**What the task requires**
From the entries below, copy out every line with "Send" in it.
★ ★ ★ ★ ★ ★ ★
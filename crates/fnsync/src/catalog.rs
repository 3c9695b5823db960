//! The narrow interface reconciliation needs from the catalog.

use std::future::Future;
use std::pin::Pin;

use fnsync_sql::QualifiedName;

use crate::error::describe;
use crate::{Connection, ConnectionExt, Error, FunctionRecord, Result, introspect};

/// A boxed future returned by [`FunctionCatalog`] methods.
pub type CatalogFuture<'a, T> = Pin<Box<dyn Future<Output = Result<T>> + Send + 'a>>;

/// Read routine definitions and issue DDL against one session.
///
/// Implemented for every [`Connection`]. Implementations never begin or end
/// a transaction: they run inside whatever the caller has open.
pub trait FunctionCatalog: Send + Sync {
    /// Every plain function named `name`, one record per overload.
    fn candidates<'a>(&'a self, name: &'a QualifiedName) -> CatalogFuture<'a, Vec<FunctionRecord>>;

    /// Run one DDL statement. Failures are [`Error::Execution`] and carry the statement.
    fn execute<'a>(&'a self, sql: &'a str) -> CatalogFuture<'a, ()>;
}

impl<C: Connection> FunctionCatalog for C {
    fn candidates<'a>(&'a self, name: &'a QualifiedName) -> CatalogFuture<'a, Vec<FunctionRecord>> {
        Box::pin(introspect::candidates(self, name))
    }

    fn execute<'a>(&'a self, sql: &'a str) -> CatalogFuture<'a, ()> {
        Box::pin(async move {
            self.traced()
                .execute(sql, &[])
                .await
                .map(|_| ())
                .map_err(|e| Error::Execution {
                    statement: sql.to_string(),
                    message: describe(&e),
                })
        })
    }
}
//! Identifier quoting and function DDL rendering.
//!
//! Everything here is pure string work: no database handle is involved.
//! Function names are always rendered schema-qualified, with each segment
//! quoted on its own so the dot separator is never part of an identifier.

use thiserror::Error;

mod name;
pub use name::*;

mod render;
pub use render::*;

mod stmt;
pub use stmt::*;

/// A PostgreSQL identifier wrapper.
///
/// Display writes the value escaped and quoted with double quotes.
///
/// # Example
/// ```
/// use fnsync_sql::Ident;
/// assert_eq!(format!("{}", Ident("user")), "\"user\"");
/// assert_eq!(format!("{}", Ident("bla\"h")), "\"bla\"\"h\"");
/// ```
pub struct Ident<T: AsRef<str>>(pub T);

impl<T: AsRef<str>> std::fmt::Display for Ident<T> {
    fn fmt(&self, f: &mut std::fmt::Formatter<'_>) -> std::fmt::Result {
        write!(f, "\"")?;
        for c in self.0.as_ref().chars() {
            if c == '"' {
                write!(f, "\"\"")?;
            } else {
                write!(f, "{}", c)?;
            }
        }
        write!(f, "\"")
    }
}

/// Quote a single PostgreSQL identifier.
///
/// Always quotes, so reserved words and mixed case survive as written.
/// Doubles any embedded quotes.
pub fn quote_ident(name: &str) -> String {
    format!("{}", Ident(name))
}

/// The kind of catalog object a name refers to.
///
/// The kind decides how many dotted segments a reference may have.
#[derive(Debug, Clone, Copy, PartialEq, Eq)]
pub enum ObjectKind {
    /// A routine: `name` or `schema.name`.
    Function,
    /// A role. Dots are part of the name, never separators.
    Role,
}

impl ObjectKind {
    /// Maximum number of dot-separated segments a reference may carry.
    pub fn max_segments(self) -> usize {
        match self {
            ObjectKind::Function => 2,
            ObjectKind::Role => 1,
        }
    }

    pub fn as_str(self) -> &'static str {
        match self {
            ObjectKind::Function => "function",
            ObjectKind::Role => "role",
        }
    }
}

impl std::fmt::Display for ObjectKind {
    fn fmt(&self, f: &mut std::fmt::Formatter<'_>) -> std::fmt::Result {
        f.write_str(self.as_str())
    }
}

/// A name that cannot be turned into a quoted reference.
#[derive(Debug, Clone, PartialEq, Eq, Error)]
pub enum QuoteError {
    #[error("{kind} name is empty")]
    Empty { kind: ObjectKind },

    #[error("{kind} name '{name}' has an empty segment")]
    EmptySegment { kind: ObjectKind, name: String },

    #[error("{kind} name '{name}' has more than {max} dotted segments")]
    TooManySegments {
        kind: ObjectKind,
        name: String,
        max: usize,
    },
}

/// Split a reference into its segments according to `kind`.
pub fn split_segments(name: &str, kind: ObjectKind) -> Result<Vec<&str>, QuoteError> {
    if name.is_empty() {
        return Err(QuoteError::Empty { kind });
    }

    let max = kind.max_segments();
    let segments: Vec<&str> = if max == 1 {
        vec![name]
    } else {
        name.split('.').collect()
    };

    if segments.len() > max {
        return Err(QuoteError::TooManySegments {
            kind,
            name: name.to_string(),
            max,
        });
    }
    if segments.iter().any(|s| s.is_empty()) {
        return Err(QuoteError::EmptySegment {
            kind,
            name: name.to_string(),
        });
    }

    Ok(segments)
}

/// Quote a possibly dotted reference, one segment at a time.
///
/// # Example
/// ```
/// use fnsync_sql::{ObjectKind, quote_object};
/// assert_eq!(
///     quote_object("billing.total", ObjectKind::Function).unwrap(),
///     "\"billing\".\"total\""
/// );
/// assert_eq!(
///     quote_object("ops.team", ObjectKind::Role).unwrap(),
///     "\"ops.team\""
/// );
/// ```
pub fn quote_object(name: &str, kind: ObjectKind) -> Result<String, QuoteError> {
    let quoted: Vec<String> = split_segments(name, kind)?
        .into_iter()
        .map(quote_ident)
        .collect();
    Ok(quoted.join("."))
}

#[cfg(test)]
mod tests {
    use super::*;

    #[test]
    fn test_quote_ident_doubles_quotes() {
        assert_eq!(quote_ident("plain"), "\"plain\"");
        assert_eq!(quote_ident("MixedCase"), "\"MixedCase\"");
        assert_eq!(quote_ident("a\"b"), "\"a\"\"b\"");
    }

    #[test]
    fn test_quote_object_function() {
        assert_eq!(
            quote_object("myfunc", ObjectKind::Function).unwrap(),
            "\"myfunc\""
        );
        assert_eq!(
            quote_object("s.myfunc", ObjectKind::Function).unwrap(),
            "\"s\".\"myfunc\""
        );
    }

    #[test]
    fn test_quote_object_rejects_malformed() {
        assert_eq!(
            quote_object("", ObjectKind::Function),
            Err(QuoteError::Empty {
                kind: ObjectKind::Function
            })
        );
        assert!(matches!(
            quote_object("a..b", ObjectKind::Function),
            Err(QuoteError::TooManySegments { .. })
        ));
        assert!(matches!(
            quote_object(".b", ObjectKind::Function),
            Err(QuoteError::EmptySegment { .. })
        ));
        assert!(matches!(
            quote_object("a.b.c", ObjectKind::Function),
            Err(QuoteError::TooManySegments { max: 2, .. })
        ));
    }

    #[test]
    fn test_quote_object_role_keeps_dots() {
        assert_eq!(
            quote_object("ops.team", ObjectKind::Role).unwrap(),
            "\"ops.team\""
        );
        assert_eq!(
            quote_object("", ObjectKind::Role).unwrap_err().to_string(),
            "role name is empty"
        );
    }

    #[test]
    fn test_quote_object_is_injective_on_dots() {
        // A quote inside a segment must not be confusable with a separator.
        let a = quote_object("a.b", ObjectKind::Function).unwrap();
        let b = quote_object("a\".\"b", ObjectKind::Role).unwrap();
        assert_ne!(a, b);
    }
}
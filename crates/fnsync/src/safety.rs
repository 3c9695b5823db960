//! Lexical screening of untrusted input.
//!
//! Names, types and roles end up in DDL positions that cannot be bound as
//! query parameters. When the caller does not trust its input, every such
//! value is screened line by line for the usual injection shapes before
//! anything touches the database.

use crate::{Error, FunctionSpec, Result};

const STATEMENT_KEYWORDS: &[&str] = &[
    "SELECT", "UPDATE", "INSERT", "DELETE", "DROP", "TRUNCATE", "ALTER",
];

const SET_OPERATORS: &[&str] = &["UNION", "INTERSECT", "EXCEPT"];

/// Returns true if `value` looks like it is trying to escape its position.
///
/// A line is suspicious when it has a quote followed by a comment marker, a
/// set operator followed by `SELECT`, or a `;` followed by a statement keyword.
pub fn is_input_dangerous(value: &str) -> bool {
    value.lines().any(|line| {
        let upper = line.to_ascii_uppercase();

        let quote_then_comment = line
            .find(['\'', '"'])
            .is_some_and(|q| line[q..].contains("--"));

        let set_then_select = SET_OPERATORS.iter().any(|op| {
            upper
                .find(op)
                .is_some_and(|i| upper[i + op.len()..].contains("SELECT"))
        });

        let semicolon_then_statement = upper.find(';').is_some_and(|i| {
            let rest = &upper[i..];
            STATEMENT_KEYWORDS.iter().any(|kw| rest.contains(kw))
        });

        quote_then_comment || set_then_select || semicolon_then_statement
    })
}

/// Reject the first field whose value is dangerous.
pub fn check_input<'a>(fields: impl IntoIterator<Item = (&'static str, &'a str)>) -> Result<()> {
    for (field, value) in fields {
        if is_input_dangerous(value) {
            return Err(Error::Configuration(format!(
                "passed input '{}' for '{}' is potentially dangerous",
                value, field
            )));
        }
    }
    Ok(())
}

/// Screen every spec field that is interpolated into DDL.
///
/// The source body is not screened: it is dollar-quoted behind a tag chosen
/// not to occur in it.
pub fn check_spec(spec: &FunctionSpec) -> Result<()> {
    let mut fields: Vec<(&'static str, &str)> = vec![("name", spec.name.as_str())];
    let optional = [
        ("owner", &spec.owner),
        ("rename", &spec.rename),
        ("language", &spec.language),
        ("return_type", &spec.return_type),
        ("volatility", &spec.volatility),
    ];
    for (field, value) in optional {
        if let Some(value) = value {
            fields.push((field, value.as_str()));
        }
    }
    for argument in spec.arguments.iter().flatten() {
        fields.push(("arguments", argument.as_str()));
    }
    check_input(fields)
}
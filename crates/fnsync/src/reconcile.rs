//! The reconciliation state machine.
//!
//! ```text
//! Inspecting -> Deciding -> Executing -> Verifying -> Done
//!                   |
//!                   +-> Aborted (return type change: nothing issued)
//! ```
//!
//! The catalog is read at exactly two points: once before deciding and, if
//! anything was issued, once after. Everything runs on the caller's session
//! and inside the caller's transaction; committing or rolling back (for a
//! dry run) is the caller's business.

use tracing::Instrument;

use crate::introspect::{select_overload, single};
use crate::{Decision, FunctionCatalog, FunctionRecord, Mode, Notice, ReconcileRequest, Result};

/// Where the state machine is.
#[derive(Debug, Clone, Copy, PartialEq, Eq)]
pub enum Phase {
    Inspecting,
    Deciding,
    Executing,
    Verifying,
    Done,
}

impl std::fmt::Display for Phase {
    fn fmt(&self, f: &mut std::fmt::Formatter<'_>) -> std::fmt::Result {
        let s = match self {
            Phase::Inspecting => "inspecting",
            Phase::Deciding => "deciding",
            Phase::Executing => "executing",
            Phase::Verifying => "verifying",
            Phase::Done => "done",
        };
        f.write_str(s)
    }
}

/// Outcome of a successful reconciliation.
#[derive(Debug, Clone, PartialEq)]
pub struct ReconcileReport {
    /// State after reconciliation, `None` if the routine does not exist.
    pub function: Option<FunctionRecord>,
    /// Whether any statement was issued.
    pub changed: bool,
    /// Every statement issued, verbatim, in order.
    pub statements: Vec<String>,
    pub notices: Vec<Notice>,
}

/// Bring the routine named by `request` to the requested state.
///
/// Errors are terminal: nothing is retried, and when a statement fails the
/// remaining ones are not issued. The transaction is left for the caller to
/// roll back.
pub async fn reconcile<C: FunctionCatalog + ?Sized>(
    catalog: &C,
    request: &ReconcileRequest,
) -> Result<ReconcileReport> {
    let span = tracing::info_span!("reconcile", function = %request.name());
    run(catalog, request).instrument(span).await
}

async fn run<C: FunctionCatalog + ?Sized>(
    catalog: &C,
    request: &ReconcileRequest,
) -> Result<ReconcileReport> {
    tracing::debug!(phase = %Phase::Inspecting);
    let current = current_state(catalog, request).await?;

    tracing::debug!(phase = %Phase::Deciding, exists = current.is_some());
    let Decision { action, notices } = match crate::diff::decide(current.as_ref(), request) {
        Ok(decision) => decision,
        Err(err) => {
            tracing::error!(error = %err, "aborting before issuing any statement");
            return Err(err);
        }
    };
    tracing::info!(action = %action, "decided");
    for notice in &notices {
        tracing::warn!("{}", notice);
    }

    if action.is_noop() {
        tracing::debug!(phase = %Phase::Done, changed = false);
        return Ok(ReconcileReport {
            function: current,
            changed: false,
            statements: Vec::new(),
            notices,
        });
    }

    tracing::debug!(phase = %Phase::Executing);
    let mut statements = Vec::new();
    for sql in action.to_sql(request.name()) {
        catalog.execute(&sql).await?;
        statements.push(sql);
    }

    tracing::debug!(phase = %Phase::Verifying);
    let function = verified_state(catalog, request).await?;

    tracing::debug!(phase = %Phase::Done, changed = true, statements = statements.len());
    Ok(ReconcileReport {
        function,
        changed: true,
        statements,
        notices,
    })
}

/// The routine as it is before anything is issued.
async fn current_state<C: FunctionCatalog + ?Sized>(
    catalog: &C,
    request: &ReconcileRequest,
) -> Result<Option<FunctionRecord>> {
    let rows = catalog.candidates(request.name()).await?;
    match request.mode() {
        Mode::Present(desired) => Ok(select_overload(rows, &desired.arguments)),
        Mode::Absent | Mode::Rename(_) => single(request.name(), rows),
    }
}

/// The routine as the catalog reports it after the statements ran.
async fn verified_state<C: FunctionCatalog + ?Sized>(
    catalog: &C,
    request: &ReconcileRequest,
) -> Result<Option<FunctionRecord>> {
    let target = request.target_name();
    let rows = catalog.candidates(&target).await?;
    match request.mode() {
        Mode::Present(desired) => Ok(select_overload(rows, &desired.arguments)),
        Mode::Absent | Mode::Rename(_) => single(&target, rows),
    }
}
//! Catalog introspection.
//!
//! Reads a routine's definition from `pg_proc` and friends into a
//! [`FunctionRecord`]. Only plain functions are considered: aggregates,
//! window functions and procedures are filtered out by `prokind`.

use fnsync_sql::{QualifiedName, Volatility, quote_ident};
use tokio_postgres::Row;

use crate::error::describe;
use crate::{Connection, ConnectionExt, Error, FunctionCatalog, FunctionRecord, Result};

/// One row per overload of `$1` in schema `$2`.
///
/// `$2` is a quoted identifier resolved through `regnamespace`, so a schema
/// that does not exist is an error rather than an empty result.
const FUNCTION_QUERY: &str = "\
SELECT r.rolname,
       pg_catalog.pg_get_function_arguments(p.oid),
       l.lanname,
       pg_catalog.format_type(t.oid, NULL),
       p.provolatile::text,
       p.proisstrict,
       p.prosecdef,
       p.prosrc
FROM pg_catalog.pg_proc AS p
JOIN pg_catalog.pg_language AS l ON l.oid = p.prolang
JOIN pg_catalog.pg_type AS t ON t.oid = p.prorettype
JOIN pg_catalog.pg_roles AS r ON r.oid = p.proowner
WHERE p.prokind = 'f'
  AND p.proname = $1
  AND p.pronamespace = $2::text::regnamespace::oid
ORDER BY p.oid";

/// Fetch every overload of `name`.
pub async fn candidates<C: Connection>(conn: &C, name: &QualifiedName) -> Result<Vec<FunctionRecord>> {
    let schema = quote_ident(name.schema());
    let rows = conn
        .traced()
        .query(FUNCTION_QUERY, &[&name.name(), &schema])
        .await
        .map_err(|e| inspection_error(name, describe(&e)))?;

    rows.iter().map(|row| record_from_row(name, row)).collect()
}

/// Look up `name` expecting at most one routine.
///
/// More than one overload under the same name is an [`Error::Inspection`]:
/// a bare name cannot tell them apart.
pub async fn inspect<C: FunctionCatalog + ?Sized>(
    catalog: &C,
    name: &QualifiedName,
) -> Result<Option<FunctionRecord>> {
    single(name, catalog.candidates(name).await?)
}

/// At most one record, or an ambiguity error.
pub(crate) fn single(name: &QualifiedName, mut rows: Vec<FunctionRecord>) -> Result<Option<FunctionRecord>> {
    match rows.len() {
        0 | 1 => Ok(rows.pop()),
        n => Err(inspection_error(
            name,
            format!("{n} overloads share this name; a bare name cannot tell them apart"),
        )),
    }
}

/// Pick the overload whose argument text equals `arguments`.
///
/// Without an exact match the oldest overload stands in for the family, so
/// the diff sees an existing routine with a different signature and reports
/// that a new overload is about to be created. This holds whether one or
/// several overloads already exist.
pub(crate) fn select_overload(
    mut rows: Vec<FunctionRecord>,
    arguments: &str,
) -> Option<FunctionRecord> {
    match rows.iter().position(|r| r.arguments == arguments) {
        Some(i) => Some(rows.swap_remove(i)),
        None if rows.is_empty() => None,
        None => Some(rows.swap_remove(0)),
    }
}

fn inspection_error(name: &QualifiedName, message: String) -> Error {
    Error::Inspection {
        function: name.to_string(),
        message,
    }
}

fn record_from_row(name: &QualifiedName, row: &Row) -> Result<FunctionRecord> {
    let column = |e: tokio_postgres::Error| inspection_error(name, describe(&e));

    let code: String = row.try_get(4).map_err(column)?;
    let volatility = Volatility::from_code(&code)
        .ok_or_else(|| inspection_error(name, format!("unknown volatility code '{code}'")))?;

    Ok(FunctionRecord {
        name: name.clone(),
        owner: Some(row.try_get(0).map_err(column)?),
        arguments: row.try_get(1).map_err(column)?,
        language: row.try_get(2).map_err(column)?,
        return_type: row.try_get(3).map_err(column)?,
        volatility,
        strict: row.try_get(5).map_err(column)?,
        security_definer: row.try_get(6).map_err(column)?,
        source: row.try_get(7).map_err(column)?,
    })
}

#[cfg(test)]
mod tests {
    use super::*;

    fn record(arguments: &str) -> FunctionRecord {
        FunctionRecord {
            name: QualifiedName::parse("f").unwrap(),
            owner: Some("postgres".into()),
            language: "sql".into(),
            return_type: "integer".into(),
            arguments: arguments.into(),
            volatility: Volatility::Volatile,
            strict: false,
            security_definer: false,
            source: "SELECT 1".into(),
        }
    }

    #[test]
    fn test_single_match() {
        let name = QualifiedName::parse("f").unwrap();
        assert_eq!(single(&name, vec![]).unwrap(), None);
        assert_eq!(single(&name, vec![record("")]).unwrap(), Some(record("")));
        assert!(matches!(
            single(&name, vec![record(""), record("a integer")]),
            Err(Error::Inspection { .. })
        ));
    }

    #[test]
    fn test_select_overload() {
        let rows = vec![record("a integer"), record("a integer, b integer")];
        assert_eq!(
            select_overload(rows.clone(), "a integer, b integer"),
            Some(record("a integer, b integer"))
        );
        assert_eq!(
            select_overload(vec![record("x text")], "a integer"),
            Some(record("x text"))
        );
        assert_eq!(select_overload(vec![], "a integer"), None);
    }

    #[test]
    fn test_select_overload_without_match_uses_oldest() {
        let rows = vec![record("a integer"), record("a integer, b integer")];
        assert_eq!(select_overload(rows, "b text"), Some(record("a integer")));
    }
}
//! Request file handling for the CLI.

pub use fnsync_config::{ConfigError, FunctionConfig};

use std::path::Path;

use fnsync::ReconcileRequest;

/// Load and validate a request file.
pub fn load(path: &Path) -> Result<ReconcileRequest, Box<dyn std::error::Error>> {
    let content = std::fs::read_to_string(path).map_err(|e| ConfigError::Io(e.to_string()))?;
    let spec = FunctionConfig::from_json(&content)?.into_spec()?;
    Ok(ReconcileRequest::from_spec(&spec)?)
}
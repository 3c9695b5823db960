//! Desired-state normalization.
//!
//! Configuration hands over arguments as a list and volatility as a word;
//! the catalog reports a joined argument string and a one-letter code. The
//! diff only ever compares normalized values.

use fnsync_sql::{QualifiedName, Volatility};

use crate::{Error, FunctionRecord, FunctionSpec, Result};

/// Join argument declarations the way `pg_get_function_arguments` does.
pub fn join_arguments(arguments: &[String]) -> String {
    arguments
        .iter()
        .map(|a| a.trim())
        .filter(|a| !a.is_empty())
        .collect::<Vec<_>>()
        .join(", ")
}

/// Map a volatility word to its class. Anything unrecognized is volatile.
pub fn volatility_from_word(word: Option<&str>) -> Volatility {
    word.and_then(Volatility::from_word).unwrap_or_default()
}

/// Build the desired record for `present` mode.
pub fn normalize(name: &QualifiedName, spec: &FunctionSpec) -> Result<FunctionRecord> {
    let required = |value: &Option<String>, field: &str| {
        value.clone().ok_or_else(|| {
            Error::Configuration(format!("{}: missing required field '{}'", spec.name, field))
        })
    };

    Ok(FunctionRecord {
        name: name.clone(),
        owner: spec.owner.clone().filter(|o| !o.is_empty()),
        language: required(&spec.language, "language")?,
        return_type: required(&spec.return_type, "return_type")?.trim().to_string(),
        arguments: join_arguments(spec.arguments.as_deref().unwrap_or_default()),
        volatility: volatility_from_word(spec.volatility.as_deref()),
        strict: spec.strict.unwrap_or(false),
        security_definer: spec.security_definer.unwrap_or(false),
        source: required(&spec.source, "source")?,
    })
}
★ ★ ★ ★ ★ ★ ★
**Answer to this exercise**
pub type CatalogFuture<'a, T> = Pin<Box<dyn Future<Output = Result<T>> + Send + 'a>>;
pub trait FunctionCatalog: Send + Sync {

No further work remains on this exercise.